Cela entre tant en résonnance avec l’idée qui me trotte dans la tête que j’en souris intérieurement. Depuis
déjà près d’une semaine, je réfléchis à l’élaboration d’un journal qui viendrait potentiellement s’articuler avec le roman que j’écris au jour le jour. Ce vœu de mémoire se ferait le témoin quotidien de l’écrivailleuse que je suis, en plein défi d’écriture. Son vécu, sa temporalité, ses doutes, ses rêves, son travail, ses peurs, ses questionnements, ses joies… En bref, la vie « confinée » d’une scribouillarde, doublée d’une gageure : celle de réussir à rédiger un roman dans son entier, complété de son journal de bord, et ce en seulement 80 jours.

De quoi tomber raide devant l’idiotie de la chose, ou son infaisabilité. Il faut avoir totalement basculé pour imaginer un tel projet. Surtout que le contexte dans lequel évolueraient les personnages serait le nôtre, ce qui impliquerait d’inscrire la fiction dans une réalité des plus concrètes. Un véritable challenge, induisant une somme incalculable de fouilles minutieuses dans les strates de l’actualité. Cela relève de l’insensé, de la schizophrénie paranoïde ou de l’hystérie.

C’est justement le terme qui me vient : hystérique. Depuis l’arrivée « soudaine » de la pandémie, le confinement fait ployer les convictions, lève le voile sur l’horreur, révèle le mensonge, la lâcheté, le manque de responsabilité et contraint tout à chacun à assister à l’effondrement sans plus de défenses qu’un nouveau-né. Cependant, le coup porté à la grégarité révèle une solidarité d’une force insoupçonnée, ainsi qu’une farouche tendance à la bravade. Les héros modernes sont bien , mais calfeutrés par la force des choses au fond de leur habitat. De quoi devenir « chèvre » devant l’absurdité de l’équation, qui depuis des siècles se heurte à l’insoluble : partage et hiérarchie semblent résolument incompatibles…

Révoltée par un tel constat, je me renfrogne. Toute la matinée est engloutie par le combat intérieur que je mène, bien inutilement. En résulte toutefois une frustration suffisante pour m’aider à trancher. Mon désormais « prochain » journal sera donc pompeusement baptisé : journal de bord d’une « écrivailleuse » hystérique.

Cependant, mon aptitude au doute me fait repenser le concept, peut-être un poil « too much ». * Je ressasse cette première idée, sans réussir à en trouver de meilleures. Après moulte réflexions, je décide de ne pas en changer un mot et m’attele dans la foulée à la rédaction d’un post « informatif », à l’attention de celles et ceux qui me font la grâce de parcourir quotidiennement le fruit de mes efforts.
Je leur explique l’intention, détaille la motivation, partage l’émotion de l’instant, fait état une fois encore du contexte et leur confirme ma volonté de remonter le fil des chapitres, jusqu’au dernier en date. Le reste suivra, en alternance, jusqu’à la fin du roman. Un billet du journal, un chapitre. Double travail.
Pas grave… Cela m’évite de trop penser en citoyenne déch
ue de ses droits, notamment celui de vivre dignement sans dictature pour la chapeauter.

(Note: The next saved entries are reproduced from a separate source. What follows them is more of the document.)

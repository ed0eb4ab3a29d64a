//! The job scheduler: drives a `WorkflowGraph` to completion over an
//! `ExecutionQueue`, handling retries, regeneration and interruption (§4.7).

use crate::error::{EngineError, EngineResult};
use crate::graph::JobOutcome;
use crate::job::JobDefinition;
use crate::queue::{ExecutionQueue, LocalThreadQueue, TicketSource};
use crate::workflow::WorkflowInstance;
use std::collections::HashMap;
use std::sync::atomic::{AtomicU8, Ordering};
use std::sync::Arc;
use tracing::{info, warn};

/// Run-time options mirroring the original `Scheduler`'s `max_jobs`, `rerun`,
/// `repopulate`, `cleanup` and `prune` flags.
#[derive(Debug, Clone)]
pub struct SchedulerOptions {
    pub max_jobs: usize,
    pub rerun: bool,
    pub repopulate: bool,
    pub cleanup: bool,
    pub prune: bool,
}

impl Default for SchedulerOptions {
    fn default() -> Self {
        Self {
            max_jobs: 1,
            rerun: false,
            repopulate: false,
            cleanup: true,
            prune: true,
        }
    }
}

/// Shared interrupt flag: a first signal stops submitting new work and lets
/// in-flight jobs drain; a second cancels the drain outright.
#[derive(Clone, Default)]
pub struct InterruptFlag(Arc<AtomicU8>);

impl InterruptFlag {
    pub fn signal(&self) {
        self.0.fetch_add(1, Ordering::SeqCst);
    }

    fn level(&self) -> u8 {
        self.0.load(Ordering::SeqCst)
    }
}

/// Per-attempt bookkeeping for a job instance that has failed at least once.
#[derive(Default, Clone)]
struct RetryState {
    attempts: u32,
}

pub struct Scheduler<Q: ExecutionQueue> {
    queue: Q,
    tickets: TicketSource,
    options: SchedulerOptions,
    retry_budget: HashMap<String, u32>,
    contexts: HashMap<String, crate::job::JobContext>,
    interrupt: InterruptFlag,
}

impl<Q: ExecutionQueue> Scheduler<Q> {
    pub fn new(defs: &[JobDefinition], queue: Q, options: SchedulerOptions) -> Self {
        let retry_budget = defs
            .iter()
            .map(|d| (d.name.clone(), d.context.num_retry))
            .collect();
        let contexts = defs.iter().map(|d| (d.name.clone(), d.context.clone())).collect();
        Self {
            queue,
            tickets: TicketSource::default(),
            options,
            retry_budget,
            contexts,
            interrupt: InterruptFlag::default(),
        }
    }

    pub fn interrupt_flag(&self) -> InterruptFlag {
        self.interrupt.clone()
    }

    /// Drains `instance`'s graph to completion, returning `Ok(())` once no
    /// job is out of date, or `Err(PipelineFailed)` once every job that can
    /// still make progress has either completed or is blocked behind a
    /// permanently failed dependency.
    pub async fn run(&mut self, instance: &mut WorkflowInstance) -> EngineResult<()> {
        if self.options.prune {
            instance.graph.prune_stale_completions()?;
        }
        instance
            .graph
            .regenerate_with(self.options.rerun, self.options.repopulate)?;

        let mut in_flight: HashMap<crate::queue::Ticket, (crate::graph::JobHandle, Arc<crate::job::JobEnv>)> =
            HashMap::new();
        let mut retries: HashMap<String, RetryState> = HashMap::new();
        let mut any_permanently_failed = false;

        loop {
            if self.interrupt.level() == 0 {
                while in_flight.len() < self.options.max_jobs.max(1) {
                    let Some(handle) = instance.graph.pop_next_job() else {
                        break;
                    };
                    let job = instance.graph.instance(&handle)?;

                    if job.runs_inline() {
                        self.run_inline(instance, handle).await?;
                        continue;
                    }

                    let job_id = format!("{}{}", job.job_name, job.node.displayname());
                    let retry_idx = retries.get(&job_id).map(|r| r.attempts).unwrap_or(0);
                    let job_log_dir = instance.layout.log_dir().join(job.node.subdir()).join(&job.job_name);
                    let exc_dir = job_log_dir.join(format!("exc{retry_idx}"));
                    std::fs::create_dir_all(&exc_dir)?;
                    let out_path = job_log_dir.join("job.out");
                    let err_path = job_log_dir.join("job.err");

                    let scaled_context = self
                        .contexts
                        .get(&job.job_name)
                        .map(|c| c.scaled(retry_idx))
                        .unwrap_or_default();
                    let env = Arc::new(
                        instance
                            .graph
                            .env()
                            .with_context(scaled_context)
                            .with_log_paths(out_path, err_path),
                    );

                    let ticket = self.tickets.next();
                    info!(job = %job.job_name, node = %job.node, retry = retry_idx, "submitting job");
                    let run_job = job.clone();
                    let run_env = env.clone();
                    self.queue.send(
                        ticket,
                        Box::new(move || {
                            run_job.run(&run_env).map_err(|e| {
                                let _ = std::fs::write(exc_dir.join("exception.txt"), e.to_string());
                                e
                            })
                        }),
                    );
                    in_flight.insert(ticket, (handle, env));
                }
            }

            if in_flight.is_empty() {
                if instance.graph.pending_count() == 0 {
                    return self.finish(instance, any_permanently_failed);
                }
                warn!("no job ready to run but work remains: stopping");
                return Err(EngineError::PipelineFailed);
            }

            if self.interrupt.level() >= 2 {
                return Err(EngineError::Interrupted);
            }

            let (ticket, report) = self.queue.wait().await?;
            let Some((handle, env)) = in_flight.remove(&ticket) else {
                continue;
            };
            let job_name = instance.graph.instance(&handle)?.job_name.clone();
            let node = instance.graph.instance(&handle)?.node.clone();
            let job_id = format!("{job_name}{}", node.displayname());

            match &report.result {
                Ok(()) => {
                    instance.graph.instance(&handle)?.finish(&env, false)?;
                    let needs_regen = instance.graph.notify_completed(&handle, JobOutcome::Success)?;
                    retries.remove(&job_id);
                    info!(
                        job = %job_name,
                        node = %node,
                        host = %report.host,
                        duration_ms = report.duration.as_millis(),
                        finished_at = %report.finished_at,
                        "job completed"
                    );
                    if needs_regen {
                        instance
                            .graph
                            .regenerate_with(self.options.rerun, self.options.repopulate)?;
                    }
                }
                Err(e) => {
                    let state = retries.entry(job_id.clone()).or_default();
                    state.attempts += 1;
                    let budget = *self.retry_budget.get(&job_name).unwrap_or(&0);
                    warn!(
                        job = %job_name,
                        node = %node,
                        host = %report.host,
                        attempt = state.attempts,
                        error = %e,
                        "job failed"
                    );
                    if state.attempts > budget {
                        any_permanently_failed = true;
                        instance.graph.mark_failed(&handle)?;
                        warn!(job = %job_name, node = %node, "retry budget exhausted");
                    } else {
                        instance.graph.notify_completed(&handle, JobOutcome::Failure)?;
                    }
                }
            }

            if any_permanently_failed && in_flight.is_empty() && instance.graph.is_empty_of_ready_work() {
                return Err(EngineError::PipelineFailed);
            }
        }
    }

    /// Runs a `ChangeAxis` or `SubWorkflow` instance synchronously in the main
    /// loop, bypassing the execution queue entirely (§4.5, §5). Sub-workflows
    /// always recurse on a fresh [`LocalThreadQueue`], regardless of the
    /// parent scheduler's own queue, since nested coordination is purely
    /// in-process bookkeeping rather than remote dispatch.
    async fn run_inline(
        &mut self,
        instance: &mut WorkflowInstance,
        handle: crate::graph::JobHandle,
    ) -> EngineResult<()> {
        use crate::job::JobKind;
        let job = instance.graph.instance(&handle)?;
        match &job.kind {
            JobKind::ChangeAxis { .. } => {
                info!(job = %job.job_name, node = %job.node, "running change-axis inline");
                job.run_change_axis(instance.graph.node_manager(), instance.graph.resource_manager())?;
                instance.graph.notify_completed(&handle, JobOutcome::Success)?;
                // A change-axis always materialises `to_axis`'s chunk set via
                // the node manager directly (not through a `Chunks`-kind
                // `ret`), so `triggers_regenerate` never sees it; regenerate
                // unconditionally so jobs keyed on the new axis can appear.
                instance
                    .graph
                    .regenerate_with(self.options.rerun, self.options.repopulate)?;
            }
            JobKind::SubWorkflow => {
                info!(job = %job.job_name, node = %job.node, "expanding sub-workflow");
                match job.build_subworkflow()? {
                    None => {
                        instance.graph.notify_completed(&handle, JobOutcome::Success)?;
                    }
                    Some(def) => {
                        let sub_dir = instance
                            .layout
                            .root
                            .join("sub")
                            .join(job.node.subdir())
                            .join(&job.job_name);
                        let mut sub_instance = WorkflowInstance::open(def.clone(), &sub_dir)?;
                        let mut sub_scheduler =
                            Scheduler::new(&def.jobs, LocalThreadQueue::new(), self.options.clone());
                        let outcome = sub_scheduler.run(&mut sub_instance).await;
                        sub_instance.close()?;
                        match outcome {
                            Ok(()) => {
                                instance.graph.notify_completed(&handle, JobOutcome::Success)?;
                            }
                            Err(e) => {
                                warn!(job = %job.job_name, node = %job.node, error = %e, "sub-workflow failed");
                                instance.graph.notify_completed(&handle, JobOutcome::Failure)?;
                                return Err(e);
                            }
                        }
                    }
                }
            }
            _ => unreachable!("run_inline called on a non-inline job kind"),
        }
        Ok(())
    }

    fn finish(&self, instance: &WorkflowInstance, any_permanently_failed: bool) -> EngineResult<()> {
        if any_permanently_failed {
            return Err(EngineError::PipelineFailed);
        }
        if self.options.cleanup {
            let removed = instance.graph.cleanup_temporaries()?;
            if removed > 0 {
                info!(removed, "cleaned up temporary resources");
            }
        }
        Ok(())
    }
}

La chose terminée et mise en ligne, je tente un tour d’horizon de l’actualité. Ouvrir les yeux se révèle toujours aussi douloureux. Quand la démarche d’ouvrir la boite de Pandore se fait nécessaire, y voir clair revient paradoxalement à souhaiter la cécité, quand cette envie n’est pas accompagnée d’un besoin irrépressible de se boucher les oreilles. Cesser d’entendre les mensonges proférés à longueur de journée par les maîtres de la propagande devient synonyme de prouesse.
L’imposture est partout et « la vérité est ailleurs », comme l’auraient si bien corroboré nos célèbres agents du FBI : Fox Mulder et Dana Scully.
Le contenu des « dossiers » se répand chaque jour sans pudeur, inondant la toile, les ondes, les rédactions, les plateaux de télévision et les torchons qualifiés de « journaux ».
Le « secret » n’existe plus, l’abjection est bien réelle.

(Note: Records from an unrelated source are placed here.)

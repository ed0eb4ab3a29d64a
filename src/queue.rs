//! The execution queue abstraction jobs are submitted to, and the local
//! thread-pool implementation shipped by default (§5).

use crate::error::{EngineError, EngineResult};
use async_trait::async_trait;
use chrono::{DateTime, Utc};
use crossbeam::channel::{unbounded, Receiver, Sender};
use std::sync::atomic::{AtomicUsize, Ordering};
use std::time::{Duration, Instant};
use uuid::Uuid;

/// Identifies one submitted unit of work; returned by the queue with its
/// result so the caller can match completions back to job instances. Backed
/// by a `Uuid` rather than a counter so tickets stay unique across a
/// restarted scheduler or a remote execution queue with no shared counter.
#[derive(Debug, Clone, Copy, PartialEq, Eq, Hash)]
pub struct Ticket(Uuid);

#[derive(Default)]
pub struct TicketSource;

impl TicketSource {
    pub fn next(&self) -> Ticket {
        Ticket(Uuid::new_v4())
    }
}

pub type Work = Box<dyn FnOnce() -> EngineResult<()> + Send>;

/// The mutations a worker hands back once a submitted callable finishes
/// (§5): the user function's own result plus the timing/host metadata the
/// main loop folds into its logs under `finalize`. The engine never mutates
/// state from inside the worker itself; everything it learned travels back
/// in this report.
#[derive(Debug, Clone)]
pub struct JobReport {
    pub result: Result<(), String>,
    pub started_at: DateTime<Utc>,
    pub finished_at: DateTime<Utc>,
    pub duration: Duration,
    pub host: String,
}

fn local_hostname() -> String {
    std::env::var("HOSTNAME")
        .or_else(|_| std::env::var("COMPUTERNAME"))
        .unwrap_or_else(|_| "localhost".to_string())
}

/// Abstraction over where job bodies actually run. The scheduler only ever
/// submits and waits; swapping the queue (e.g. for a cluster submitter) does
/// not touch scheduler logic.
#[async_trait]
pub trait ExecutionQueue: Send + Sync {
    fn send(&self, ticket: Ticket, work: Work);
    async fn wait(&self) -> EngineResult<(Ticket, JobReport)>;
    fn length(&self) -> usize;
    fn empty(&self) -> bool {
        self.length() == 0
    }
}

/// Runs job bodies on the tokio blocking thread pool, funnelling completions
/// back through a crossbeam channel.
pub struct LocalThreadQueue {
    sender: Sender<(Ticket, JobReport)>,
    receiver: Receiver<(Ticket, JobReport)>,
    in_flight: AtomicUsize,
}

impl Default for LocalThreadQueue {
    fn default() -> Self {
        Self::new()
    }
}

impl LocalThreadQueue {
    pub fn new() -> Self {
        let (sender, receiver) = unbounded();
        Self {
            sender,
            receiver,
            in_flight: AtomicUsize::new(0),
        }
    }
}

#[async_trait]
impl ExecutionQueue for LocalThreadQueue {
    fn send(&self, ticket: Ticket, work: Work) {
        self.in_flight.fetch_add(1, Ordering::SeqCst);
        let sender = self.sender.clone();
        let host = local_hostname();
        tokio::task::spawn_blocking(move || {
            let started_at = Utc::now();
            let clock = Instant::now();
            let result = work().map_err(|e| e.to_string());
            let report = JobReport {
                result,
                started_at,
                finished_at: Utc::now(),
                duration: clock.elapsed(),
                host,
            };
            let _ = sender.send((ticket, report));
        });
    }

    async fn wait(&self) -> EngineResult<(Ticket, JobReport)> {
        let receiver = self.receiver.clone();
        let outcome = tokio::task::spawn_blocking(move || receiver.recv())
            .await
            .map_err(|e| EngineError::ReceiveError(e.to_string()))?
            .map_err(|e| EngineError::ReceiveError(e.to_string()))?;
        self.in_flight.fetch_sub(1, Ordering::SeqCst);
        Ok(outcome)
    }

    fn length(&self) -> usize {
        self.in_flight.load(Ordering::SeqCst)
    }
}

C’est dans ce fâcheux état d’esprit que j’entame la troisième phase du confinement, officiellement annoncée le 13 avril dernier à grand renfort de médias. Des millions de personnes ont mis leurs existences entre parenthèses pour se pendre aux lèvres du chef de l’État, confortablement installé dans son fauteuil Elyséen.
La confirmation tombe : 11 mai, au minimum. Parallèlement, annonce est faite que les crèches, écoles, collèges et lycées rouvriront « progressivement » à la mi-mai. Dans l’enseignement supérieur, en revanche, les cours ne reprendront « pas avant l’été ».
Les yeux presque larmoyants, superbe de sincérité, le Président justifie sa décision
hâtive et déploie son argumentaire pré-mâché.
« Trop d’enfants, notamment dans les quartiers populaires, dans les campagnes, sont privés d’école sans avoir accès au numérique et ne peuvent être aidés de la même manière par les parents », constate-t-il. « C‘est la raison pour laquelle ils doivent pouvoir retrouver le chemin des classes ».
Notre fringuant jeune dirigeant fait également valoir que le gouvernement aura à aménager des règles particulières, organiser différemment le temps et l’espace, bien protéger les enseignants et les enfants avec le matériel nécessaire.(1)  L’information est vaste, générale, et maintient l’ensemble dans un flou artistique digne de Turner. * Pour la procédure concrète en terme de protection sanitaire des enfants, chacun devra de nouveau s’armer de patience. Le lundi de Pâques aura été festif…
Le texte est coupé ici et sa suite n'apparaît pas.